How do The 3 Doors programs and practices transform lives? What are the short-term, cumulative, and lasting benefits of these Tibetan meditation practices? How do The 3 Doors research studies fit into the larger field of research on mindfulness and meditation?  We’ll explore answers to these questions and more in our new Research Update series.

For this first update, we’ll talk with The 3 Doors Research Team Lead Claire Clark about a longitudinal research study on The 3 Doors Academy, a two and a half year cohort-based meditation program. This study includes approximately 60 Academy participants, divided between the North American Academy (2015-2017 cohort) and the Latin American Academy (2016-2018 cohort).

Before the interview we would like to introduce The 3 Doors Research Team, whose members are currently working on longitudinal studies, including studies on The 3 Doors Academy and The 3 Doors Compassion Project: Team Lead, Claire Clark, Ph.D., University of Utah School of Medicine; Research Lead, Alejandro Chaoul Ph.D., University of Texas MD Anderson Cancer Center’s Integrative Medicine Program; and Compassion Project Research Lead, Mike Gawrysiak, Ph.D., West Chester University of Pennsylvania and University of Pennsylvania School of Medicine. Also contributing are: Academy Researcher Jan Toyota, OTR, M.S. and Ligmincha Institute Researcher Barbara Stefik, Ph.D.

Interview with The 3 Doors Research Team Lead Claire Clark

How could this Academy study contribute to the larger field of mindfulness and meditation research?

Many studies reported in the literature cover mindfulness meditation programs that run for eight weeks or less. The 3 Doors Academy is a two and a half year program. We are collecting data at multiple points throughout the program, and at 6-month and one-year follow-ups, to evaluate the effects of these select ancient Tibetan practices on Western practitioners.  We are using well-known validated research scales to explore correlations with specific practices and their desired outcomes.  By having this amount of time to study the participants during and after the program – to observe its impact over time on their health and wellbeing – we hope to contribute to the growing field of knowledge about the long term effects of meditation. For example, one of the most comprehensive studies of meditation to date is the Shamatha Project conducted by The Saron Lab, at UC Davis.

You are also a 3 Doors Academy graduate. How would you describe the program you are researching?

The Academy is a rigorous meditation program that teaches life-changing practices. Participants commit to 2 ½ years of daily meditation practice, six 5-day group retreats, and 21 private retreat days. Each participant is responsible for documenting 63 life transformations in three areas of life: personal, interpersonal (family and friends), and professional/community. The number 63 may seem random, but these meditation practices and teachings are rooted in specific ancient Tibetan traditions. Bon Buddhist monks have been practicing with these same meditation methods for thousands of years.
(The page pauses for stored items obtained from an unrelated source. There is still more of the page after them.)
//! Registration Side-Effect Coordinator.
//!
//! Issues one `register(user, event)` call per id of a selection, all at
//! once, and records what happened to each.  The selection is taken as
//! given: duplicates are registered twice (the second call reports
//! [`RegistrationOutcome::AlreadyRegistered`]) and no id is skipped because
//! it did not make it into a route.  Calls are neither retried nor
//! cancelled.

use std::fmt;

use fr_core::{EventId, UserId};
use futures::future::join_all;
use tracing::{debug, warn};

use crate::{RegistrationError, RegistrationResult, RegistrationStore};

// ── RegistrationOutcome ───────────────────────────────────────────────────────

/// Result of one registration call.
#[derive(Clone, Debug, PartialEq, Eq)]
pub enum RegistrationOutcome {
    Registered,
    AlreadyRegistered,
    /// The store rejected the call; the message is the store's error.
    Failed(String),
}

impl RegistrationOutcome {
    /// `true` unless the call failed.  An existing registration counts as
    /// success: the user ends up registered either way.
    pub fn is_ok(&self) -> bool {
        !matches!(self, RegistrationOutcome::Failed(_))
    }
}

impl From<RegistrationResult<()>> for RegistrationOutcome {
    fn from(result: RegistrationResult<()>) -> Self {
        match result {
            Ok(()) => RegistrationOutcome::Registered,
            Err(RegistrationError::AlreadyRegistered { .. }) => RegistrationOutcome::AlreadyRegistered,
            Err(e) => RegistrationOutcome::Failed(e.to_string()),
        }
    }
}

impl fmt::Display for RegistrationOutcome {
    fn fmt(&self, f: &mut fmt::Formatter<'_>) -> fmt::Result {
        match self {
            RegistrationOutcome::Registered => f.write_str("registered"),
            RegistrationOutcome::AlreadyRegistered => f.write_str("already registered"),
            RegistrationOutcome::Failed(reason) => write!(f, "failed: {reason}"),
        }
    }
}

// ── RegistrationReport ────────────────────────────────────────────────────────

/// Outcomes of one coordinator run, in selection order.
#[derive(Clone, Debug, Default, PartialEq, Eq)]
pub struct RegistrationReport {
    pub outcomes: Vec<(EventId, RegistrationOutcome)>,
}

impl RegistrationReport {
    pub fn len(&self) -> usize {
        self.outcomes.len()
    }

    pub fn is_empty(&self) -> bool {
        self.outcomes.is_empty()
    }

    pub fn registered(&self) -> usize {
        self.count(|o| *o == RegistrationOutcome::Registered)
    }

    pub fn already_registered(&self) -> usize {
        self.count(|o| *o == RegistrationOutcome::AlreadyRegistered)
    }

    pub fn failed(&self) -> usize {
        self.count(|o| !o.is_ok())
    }

    /// The failed calls and their reasons.
    pub fn failures(&self) -> impl Iterator<Item = (EventId, &str)> {
        self.outcomes.iter().filter_map(|(id, o)| match o {
            RegistrationOutcome::Failed(reason) => Some((*id, reason.as_str())),
            _ => None,
        })
    }

    pub fn iter(&self) -> impl Iterator<Item = &(EventId, RegistrationOutcome)> {
        self.outcomes.iter()
    }

    fn count(&self, pred: impl Fn(&RegistrationOutcome) -> bool) -> usize {
        self.outcomes.iter().filter(|(_, o)| pred(o)).count()
    }
}

// ── RegistrationCoordinator ───────────────────────────────────────────────────

/// Fires registrations against a borrowed [`RegistrationStore`].
pub struct RegistrationCoordinator<'a, S: ?Sized> {
    store: &'a S,
}

impl<'a, S: RegistrationStore + ?Sized> RegistrationCoordinator<'a, S> {
    pub fn new(store: &'a S) -> Self {
        Self { store }
    }

    /// Register `user` for every id in `selection`, concurrently.
    ///
    /// Never fails as a whole: each call's result is captured in the report
    /// and failures are logged.
    pub async fn register_all(&self, user: UserId, selection: &[EventId]) -> RegistrationReport {
        let calls = selection.iter().map(|&event| async move {
            let outcome = RegistrationOutcome::from(self.store.register(user, event).await);
            if let RegistrationOutcome::Failed(reason) = &outcome {
                warn!(%user, %event, %reason, "registration failed");
            }
            (event, outcome)
        });

        let report = RegistrationReport { outcomes: join_all(calls).await };
        debug!(
            %user,
            registered = report.registered(),
            already = report.already_registered(),
            failed = report.failed(),
            "registrations issued"
        );
        report
    }
}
This program is much more than learning and practicing meditation methods.  During the program, personal issues arise that may have been holding a person back. The practices and teachings support participants to become aware of obstacles in their lives, transform unhelpful patterns, and ultimately experience the gifts of one’s true nature. The process of letting go and letting be is challenging, and also deeply rewarding. Reflecting and sharing about these experiences creates a cohesive, supportive community of practitioners. The Academy is truly a unique program and we are excited to be researching it both quantitatively and qualitatively.
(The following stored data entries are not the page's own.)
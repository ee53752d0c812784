//! Ranker / Selector.
//!
//! Candidates are ordered by
//!
//! ```text
//! (score descending, date ascending, emission ordinal ascending)
//! ```
//!
//! `(date, ordinal)` is unique per candidate, so the order is total and ties
//! are never broken arbitrarily.  [`TopK`] keeps only the best `k` seen so
//! far; since the global top-K is contained in the union of the per-day
//! top-Ks, each day can be ranked on its own and the buffers merged.

use std::cmp::Reverse;

use chrono::NaiveDate;

use crate::Score;

// ── Candidate ─────────────────────────────────────────────────────────────────

/// A scored subset of one day's events, by index into the sorted day.
#[derive(Clone, Debug, PartialEq, Eq)]
pub struct Candidate {
    pub date:    NaiveDate,
    /// Position in the enumerator's emission order for `date`.
    pub ordinal: usize,
    pub score:   Score,
    pub members: Vec<usize>,
}

impl Candidate {
    /// Smaller is better.
    #[inline]
    fn rank_key(&self) -> (Reverse<Score>, NaiveDate, usize) {
        (Reverse(self.score), self.date, self.ordinal)
    }
}

// ── TopK ──────────────────────────────────────────────────────────────────────

/// Bounded buffer of the `k` best candidates, best first.
#[derive(Clone, Debug)]
pub struct TopK {
    k:     usize,
    items: Vec<Candidate>,
}

impl TopK {
    pub fn new(k: usize) -> Self {
        Self { k, items: Vec::with_capacity(k) }
    }

    pub fn len(&self) -> usize {
        self.items.len()
    }

    pub fn is_empty(&self) -> bool {
        self.items.is_empty()
    }

    /// Lowest score currently retained, once the buffer is full.
    pub fn threshold(&self) -> Option<Score> {
        if self.items.len() < self.k {
            None
        } else {
            self.items.last().map(|c| c.score)
        }
    }

    /// Consider one candidate.  `members` is only copied if it makes the cut.
    pub fn offer(&mut self, date: NaiveDate, ordinal: usize, score: Score, members: &[usize]) {
        if let Some(pos) = self.slot((Reverse(score), date, ordinal)) {
            let candidate = Candidate { date, ordinal, score, members: members.to_vec() };
            self.admit(pos, candidate);
        }
    }

    /// Consider an owned candidate.
    pub fn push(&mut self, candidate: Candidate) {
        if let Some(pos) = self.slot(candidate.rank_key()) {
            self.admit(pos, candidate);
        }
    }

    /// Fold another buffer into this one.
    pub fn merge(&mut self, other: TopK) {
        for candidate in other.items {
            self.push(candidate);
        }
    }

    pub fn as_slice(&self) -> &[Candidate] {
        &self.items
    }

    /// The retained candidates, best first.
    pub fn into_vec(self) -> Vec<Candidate> {
        self.items
    }

    // ── Private helpers ───────────────────────────────────────────────────

    /// Insertion index for `key`, or `None` if it would fall off the end.
    fn slot(&self, key: (Reverse<Score>, NaiveDate, usize)) -> Option<usize> {
        let pos = self.items.partition_point(|c| c.rank_key() < key);
        (pos < self.k).then_some(pos)
    }

    fn admit(&mut self, pos: usize, candidate: Candidate) {
        self.items.insert(pos, candidate);
        self.items.truncate(self.k);
    }
}

impl Extend<Candidate> for TopK {
    fn extend<I: IntoIterator<Item = Candidate>>(&mut self, iter: I) {
        for candidate in iter {
            self.push(candidate);
        }
    }
}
Could you tell me more about the research methods that you are using?

Yes, quantitatively, we are collecting participant surveys at multiple points throughout the program and evaluating the data with psychometrically validated scales for compassion, self-compassion, self-efficacy, satisfaction with life, happiness, and mindful attention and awareness. For example, we are looking at, Do people increase their compassion to others as well as themselves? Does self-efficacy increase– that is do they feel more confidence in their lives as they work through difficult things? Are people happier, does the joy in one’s life increase? Does the quality of life improve? Does mindful attention and awareness increase?

Qualitatively, we are using open-ended survey questions and conducting participant interviews that look at rich individual experience and any over-arching themes that emerge. One important component of our research is the “Challenging Person” interviews, where we ask, Which area of your life do you encounter a significant challenging person (family, professional, or greater community)? How has your relationship to this person changed over the course of the Academy program? This qualitative portion of the research data provides texture and personal meaning to the experience of participation in The 3 Doors Academy.

Some initial impressions of the Challenging Person interviews reveal similarities in how participants relate to themselves in terms of “having more insight or awareness of the self.” There is also “more trust and confidence in the process and practices of The 3 Doors” to create positive change in relationships with others.

What are the next steps for this study?

Right now we are in the process of collecting and analyzing data. The North American Academy cohort just graduated in fall 2017 and the Latin American Academy wraps up in fall 2018. Some preliminary analyses look promising – people are reporting positive changes in their behaviors, improved interactions with others, and increased quality of life.